Israel wies die Einschätzung des Gerichts zurück und stellte keinen Kurswechsel in Rafah in Aussicht. Spanien und Irland sowie der EU-Außenbeauftragte Josep Borell forderten von Israel, der Anordnung des Gerichts Folge zu leisten.

Auch Vizekanzler Robert Habeck hatte mahnende Worte in Richtung Israel geschickt. "Selbstverständlich muss Israel sich an das Völkerrecht halten. Und die Hungersnot, das Leid der palästinensischen Bevölkerung, die Angriffe im Gazastreifen sind - wie wir jetzt auch ja gerichtlich sehen - mit dem Völkerrecht nicht vereinbar", hatte er bei einem Bürgergespräch gesagt. "Das heißt, es ist in der Tat so, dass Israel dort Grenzen überschritten hat, und das darf es nicht tun."

Hamas meldet gefangene Soldaten - Armee dementiert

Verwirrung gibt es um Hamas-Angaben, wonach Mitglieder israelische Soldaten gefangen genommen haben sollen.

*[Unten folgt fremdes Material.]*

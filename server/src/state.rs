use std::sync::Arc;
use std::time::Duration;

use crate::db::MessageStore;
use crate::ws::router::RouterHandle;

/// Keepalive timings for live connections.
#[derive(Debug, Clone, Copy)]
pub struct WsTimings {
    pub ping_interval: Duration,
    pub pong_timeout: Duration,
}

impl Default for WsTimings {
    fn default() -> Self {
        Self {
            ping_interval: Duration::from_secs(25),
            pong_timeout: Duration::from_secs(20),
        }
    }
}

/// Shared application state passed to all handlers via axum State extractor.
#[derive(Clone)]
pub struct AppState {
    /// Durable users and messages
    pub store: Arc<dyn MessageStore>,
    /// Handle to the event router task that owns sessions and presence
    pub router: RouterHandle,
    /// JWT signing secret (256-bit random key)
    pub jwt_secret: Vec<u8>,
    /// Maximum message length for REST sends
    pub max_content_chars: usize,
    pub ws: WsTimings,
}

Wie ein Sprecher mitteilte, hätten Mitglieder in einem Tunnel in der Flüchtlingssiedlung Dschabalia im nördlichen Gazastreifen eine israelische Armeeeinheit angegriffen und alle Mitglieder "getötet, verwundet oder gefangen genommen". Er veröffentlichte ein Video und Fotos, die angeblich einen der Gefangenen zeigen.

Die israelische Armee wies die Darstellung der Hamas zurück. Es habe "keinen Vorfall gegeben, bei dem ein Soldat entführt wurde", erklärte die Armee, ohne nähere Angaben zu möglicherweise getöteten oder verletzten Soldaten zu machen.